- WORK TASK:
The data beneath this task has to be reprinted character for character.

- SOURCE DATA:
# # # # #

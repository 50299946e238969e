//! Message bundles and localizers for Polyglot
//!
//! This crate turns message files (YAML, JSON, TOML or any registered
//! format) into Fluent bundles and formats messages per language:
//!
//! - [`Loader`] implementations that fetch message file bytes
//! - [`MessageBundle`] holding one Fluent bundle per language
//! - [`Localizer`] formatting messages with default-language fallback
//!
//! # Example
//!
//! ```rust
//! use polyglot_i18n::{unmarshal, Localizer, MessageBundle};
//! use std::path::Path;
//! use std::sync::Arc;
//!
//! # fn example() -> Result<(), Box<dyn std::error::Error>> {
//! let mut bundle = MessageBundle::new(polyglot_i18n::locale::english());
//! bundle.register_unmarshal_fn("yaml", unmarshal::yaml_fn());
//! bundle.parse_message_file_bytes(b"welcome: hello", Path::new("en.yaml"))?;
//!
//! let localizer = Localizer::new(Arc::new(bundle), "en".parse()?);
//! assert_eq!(localizer.localize(&"welcome".into())?, "hello");
//! # Ok(())
//! # }
//! # example().unwrap();
//! ```

pub mod bundle;
pub mod error;
pub mod loader;
pub mod locale;
pub mod localizer;
pub mod message;
pub mod unmarshal;

pub use bundle::MessageBundle;
pub use error::{BundleError, LocalizeError};
pub use loader::{EmbedLoader, FsLoader, Loader};
pub use localizer::{LocalizeConfig, Localizer, MessageRequest};
pub use message::{MessageBody, MessageFile, MessageIds, MessageSource, PluralMessage};
pub use unmarshal::{UnmarshalError, UnmarshalFn};

// Re-export commonly used Fluent and language types
pub use fluent_bundle::{FluentArgs, FluentValue};
pub use unic_langid::LanguageIdentifier;
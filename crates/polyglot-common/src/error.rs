//! Umbrella error used at the binary boundary.
//!
//! Each library crate keeps its own error enum; conversions into
//! [`PolyglotError`] live next to those enums.

use thiserror::Error;

pub type Result<T> = std::result::Result<T, PolyglotError>;

type BoxedSource = Box<dyn std::error::Error + Send + Sync>;

#[derive(Error, Debug)]
pub enum PolyglotError {
    /// Settings could not be read, parsed or validated
    #[error("Configuration error: {message}")]
    Config {
        message: String,
        #[source]
        source: BoxedSource,
    },

    /// Bundle construction or a localization request failed
    #[error("Localization error: {message}")]
    Localization {
        message: String,
        locale: Option<String>,
        #[source]
        source: Option<BoxedSource>,
    },

    #[error("Server error: {message}")]
    Server {
        message: String,
        #[source]
        source: BoxedSource,
    },

    #[error("Logging error: {message}")]
    Logging {
        message: String,
        #[source]
        source: BoxedSource,
    },
}

impl PolyglotError {
    pub fn config_with_source(
        msg: impl Into<String>,
        source: impl std::error::Error + Send + Sync + 'static,
    ) -> Self {
        Self::Config {
            message: msg.into(),
            source: Box::new(source),
        }
    }

    pub fn localization(msg: impl Into<String>) -> Self {
        Self::Localization {
            message: msg.into(),
            locale: None,
            source: None,
        }
    }

    /// Localization error tagged with the language it happened in
    pub fn localization_with_locale(msg: impl Into<String>, locale: impl Into<String>) -> Self {
        Self::Localization {
            message: msg.into(),
            locale: Some(locale.into()),
            source: None,
        }
    }

    pub fn localization_with_source(
        msg: impl Into<String>,
        source: impl std::error::Error + Send + Sync + 'static,
    ) -> Self {
        Self::Localization {
            message: msg.into(),
            locale: None,
            source: Some(Box::new(source)),
        }
    }

    pub fn server_with_source(
        msg: impl Into<String>,
        source: impl std::error::Error + Send + Sync + 'static,
    ) -> Self {
        Self::Server {
            message: msg.into(),
            source: Box::new(source),
        }
    }

    pub fn logging_with_source(
        msg: impl Into<String>,
        source: impl std::error::Error + Send + Sync + 'static,
    ) -> Self {
        Self::Logging {
            message: msg.into(),
            source: Box::new(source),
        }
    }
}

#[cfg(test)]
mod tests {
    use super::*;
    use std::{error::Error, io};

    #[test]
    fn test_localization_locale() {
        let err = PolyglotError::localization_with_locale("Translation missing", "zh");
        assert_eq!(err.to_string(), "Localization error: Translation missing");
        assert!(err.source().is_none());
        match err {
            PolyglotError::Localization { locale, .. } => assert_eq!(locale.as_deref(), Some("zh")),
            other => panic!("unexpected error: {other:?}"),
        }

        assert_eq!(
            PolyglotError::localization("no bundle").to_string(),
            "Localization error: no bundle"
        );
    }

    #[test]
    fn test_server_error_keeps_source() {
        let err = PolyglotError::server_with_source(
            "Failed to bind 0.0.0.0:1323",
            io::Error::new(io::ErrorKind::AddrInUse, "Address in use"),
        );
        assert_eq!(err.to_string(), "Server error: Failed to bind 0.0.0.0:1323");
        assert_eq!(err.source().map(|e| e.to_string()).as_deref(), Some("Address in use"));
    }

    #[test]
    fn test_source_chain() {
        let root = io::Error::new(io::ErrorKind::NotFound, "polyglot.yaml");
        let config = PolyglotError::config_with_source("Failed to read settings", root);
        let top = PolyglotError::localization_with_source("Startup aborted", config);

        let mut current: &dyn Error = &top;
        let mut depth = 0;
        while let Some(source) = current.source() {
            current = source;
            depth += 1;
        }

        assert_eq!(depth, 2);
        assert_eq!(current.to_string(), "polyglot.yaml");
    }

    #[test]
    fn test_logging_error_display() {
        let err = PolyglotError::logging_with_source(
            "Invalid log filter",
            io::Error::new(io::ErrorKind::InvalidInput, "bad directive"),
        );
        assert_eq!(err.to_string(), "Logging error: Invalid log filter");
    }
}
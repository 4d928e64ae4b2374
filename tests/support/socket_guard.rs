use std::net::TcpListener;
use std::panic::Location;

use wiremock::MockServer;

#[must_use]
pub fn socket_tests_required() -> bool {
    std::env::var("PDF_HARVEST_REQUIRE_SOCKET_TESTS")
        .ok()
        .is_some_and(|value| matches!(value.to_ascii_lowercase().as_str(), "1" | "true" | "yes"))
}

#[track_caller]
#[must_use]
pub fn should_skip_socket_bound_test() -> bool {
    if TcpListener::bind("127.0.0.1:0").is_ok() {
        return false;
    }

    let location = Location::caller();
    let message = format!(
        "[socket-bound-test] cannot bind localhost socket at {}:{}; wiremock-based test cannot run in this environment",
        location.file(),
        location.line()
    );
    if socket_tests_required() {
        panic!("{message}. Set PDF_HARVEST_REQUIRE_SOCKET_TESTS=0 to allow local skip behavior.");
    }

    eprintln!(
        "{message}. Skipping test. Set PDF_HARVEST_REQUIRE_SOCKET_TESTS=1 to fail-fast instead."
    );
    true
}

/// Starts a wiremock server, or returns `None` when sockets are unavailable.
pub async fn start_mock_server_or_skip() -> Option<MockServer> {
    if should_skip_socket_bound_test() {
        None
    } else {
        Some(MockServer::start().await)
    }
}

# # # # #

- OUTPUT BELOW:
repository 50299946e238969e
//! Message bundles and localizers for Polyglot
//!
//! This crate turns message files (YAML, JSON, TOML or any registered
//! format) into Fluent bundles and formats messages per language:
//!
//! - [`Loader`] implementations that fetch message file bytes
//! - [`MessageBundle`] holding one Fluent bundle per language
//! - [`Localizer`] formatting messages with default-language fallback
//!
//! # Example
//!
//! ```rust
//! use polyglot_i18n::{unmarshal, Localizer, MessageBundle};
//! use std::path::Path;
//! use std::sync::Arc;
//!
//! # fn example() -> Result<(), Box<dyn std::error::Error>> {
//! let mut bundle = MessageBundle::new(polyglot_i18n::locale::english());
//! bundle.register_unmarshal_fn("yaml", unmarshal::yaml_fn());
//! bundle.parse_message_file_bytes(b"welcome: hello", Path::new("en.yaml"))?;
//!
//! let localizer = Localizer::new(Arc::new(bundle), "en".parse()?);
//! assert_eq!(localizer.localize(&"welcome".into())?, "hello");
//! # Ok(())
//! # }
//! # example().unwrap();
//! ```

pub mod bundle;
pub mod error;
pub mod loader;
pub mod locale;
pub mod localizer;
pub mod message;
pub mod unmarshal;

pub use bundle::MessageBundle;
pub use error::{BundleError, LocalizeError};
pub use loader::{EmbedLoader, FsLoader, Loader};
pub use localizer::{LocalizeConfig, Localizer, MessageRequest};
pub use message::{MessageBody, MessageFile, MessageIds, MessageSource, PluralMessage};
pub use unmarshal::{UnmarshalError, UnmarshalFn};

// Re-export commonly used Fluent and language types
pub use fluent_bundle::{FluentArgs, FluentValue};
pub use unic_langid::LanguageIdentifier;
filename crates/polyglot-common/src/error.rs
//! Umbrella error used at the binary boundary.
//!
//! Each library crate keeps its own error enum; conversions into
//! [`PolyglotError`] live next to those enums.

use thiserror::Error;

pub type Result<T> = std::result::Result<T, PolyglotError>;

type BoxedSource = Box<dyn std::error::Error + Send + Sync>;

#[derive(Error, Debug)]
pub enum PolyglotError {
    /// Settings could not be read, parsed or validated
    #[error("Configuration error: {message}")]
    Config {
        message: String,
        #[source]
        source: BoxedSource,
    },

    /// Bundle construction or a localization request failed
    #[error("Localization error: {message}")]
    Localization {
        message: String,
        locale: Option<String>,
        #[source]
        source: Option<BoxedSource>,
    },

    #[error("Server error: {message}")]
    Server {
        message: String,
        #[source]
        source: BoxedSource,
    },

    #[error("Logging error: {message}")]
    Logging {
        message: String,
        #[source]
        source: BoxedSource,
    },
}

impl PolyglotError {
    pub fn config_with_source(
        msg: impl Into<String>,
        source: impl std::error::Error + Send + Sync + 'static,
    ) -> Self {
        Self::Config {
            message: msg.into(),
            source: Box::new(source),
        }
    }

    pub fn localization(msg: impl Into<String>) -> Self {
        Self::Localization {
            message: msg.into(),
            locale: None,
            source: None,
        }
    }

    /// Localization error tagged with the language it happened in
    pub fn localization_with_locale(msg: impl Into<String>, locale: impl Into<String>) -> Self {
        Self::Localization {
            message: msg.into(),
            locale: Some(locale.into()),
            source: None,
        }
    }

    pub fn localization_with_source(
        msg: impl Into<String>,
        source: impl std::error::Error + Send + Sync + 'static,
    ) -> Self {
        Self::Localization {
            message: msg.into(),
            locale: None,
            source: Some(Box::new(source)),
        }
    }

    pub fn server_with_source(
        msg: impl Into<String>,
        source: impl std::error::Error + Send + Sync + 'static,
    ) -> Self {
        Self::Server {
            message: msg.into(),
            source: Box::new(source),
        }
    }

    pub fn logging_with_source(
        msg: impl Into<String>,
        source: impl std::error::Error + Send + Sync + 'static,
    ) -> Self {
        Self::Logging {
            message: msg.into(),
            source: Box::new(source),
        }
    }
}

#[cfg(test)]
mod tests {
    use super::*;
    use std::{error::Error, io};

    #[test]
    fn test_localization_locale() {
        let err = PolyglotError::localization_with_locale("Translation missing", "zh");
        assert_eq!(err.to_string(), "Localization error: Translation missing");
        assert!(err.source().is_none());
        match err {
            PolyglotError::Localization { locale, .. } => assert_eq!(locale.as_deref(), Some("zh")),
            other => panic!("unexpected error: {other:?}"),
        }

        assert_eq!(
            PolyglotError::localization("no bundle").to_string(),
            "Localization error: no bundle"
        );
    }

    #[test]
    fn test_server_error_keeps_source() {
        let err = PolyglotError::server_with_source(
            "Failed to bind 0.0.0.0:1323",
            io::Error::new(io::ErrorKind::AddrInUse, "Address in use"),
        );
        assert_eq!(err.to_string(), "Server error: Failed to bind 0.0.0.0:1323");
        assert_eq!(err.source().map(|e| e.to_string()).as_deref(), Some("Address in use"));
    }

    #[test]
    fn test_source_chain() {
        let root = io::Error::new(io::ErrorKind::NotFound, "polyglot.yaml");
        let config = PolyglotError::config_with_source("Failed to read settings", root);
        let top = PolyglotError::localization_with_source("Startup aborted", config);

        let mut current: &dyn Error = &top;
        let mut depth = 0;
        while let Some(source) = current.source() {
            current = source;
            depth += 1;
        }

        assert_eq!(depth, 2);
        assert_eq!(current.to_string(), "polyglot.yaml");
    }

    #[test]
    fn test_logging_error_display() {
        let err = PolyglotError::logging_with_source(
            "Invalid log filter",
            io::Error::new(io::ErrorKind::InvalidInput, "bad directive"),
        );
        assert_eq!(err.to_string(), "Logging error: Invalid log filter");
    }
}
repository 4d928e64ae4b2374
filename tests/support/socket_guard.rs
use std::net::TcpListener;
use std::panic::Location;

use wiremock::MockServer;

#[must_use]
pub fn socket_tests_required() -> bool {
    std::env::var("PDF_HARVEST_REQUIRE_SOCKET_TESTS")
        .ok()
        .is_some_and(|value| matches!(value.to_ascii_lowercase().as_str(), "1" | "true" | "yes"))
}

#[track_caller]
#[must_use]
pub fn should_skip_socket_bound_test() -> bool {
    if TcpListener::bind("127.0.0.1:0").is_ok() {
        return false;
    }

    let location = Location::caller();
    let message = format!(
        "[socket-bound-test] cannot bind localhost socket at {}:{}; wiremock-based test cannot run in this environment",
        location.file(),
        location.line()
    );
    if socket_tests_required() {
        panic!("{message}. Set PDF_HARVEST_REQUIRE_SOCKET_TESTS=0 to allow local skip behavior.");
    }

    eprintln!(
        "{message}. Skipping test. Set PDF_HARVEST_REQUIRE_SOCKET_TESTS=1 to fail-fast instead."
    );
    true
}

/// Starts a wiremock server, or returns `None` when sockets are unavailable.
pub async fn start_mock_server_or_skip() -> Option<MockServer> {
    if should_skip_socket_bound_test() {
        None
    } else {
        Some(MockServer::start().await)
    }
}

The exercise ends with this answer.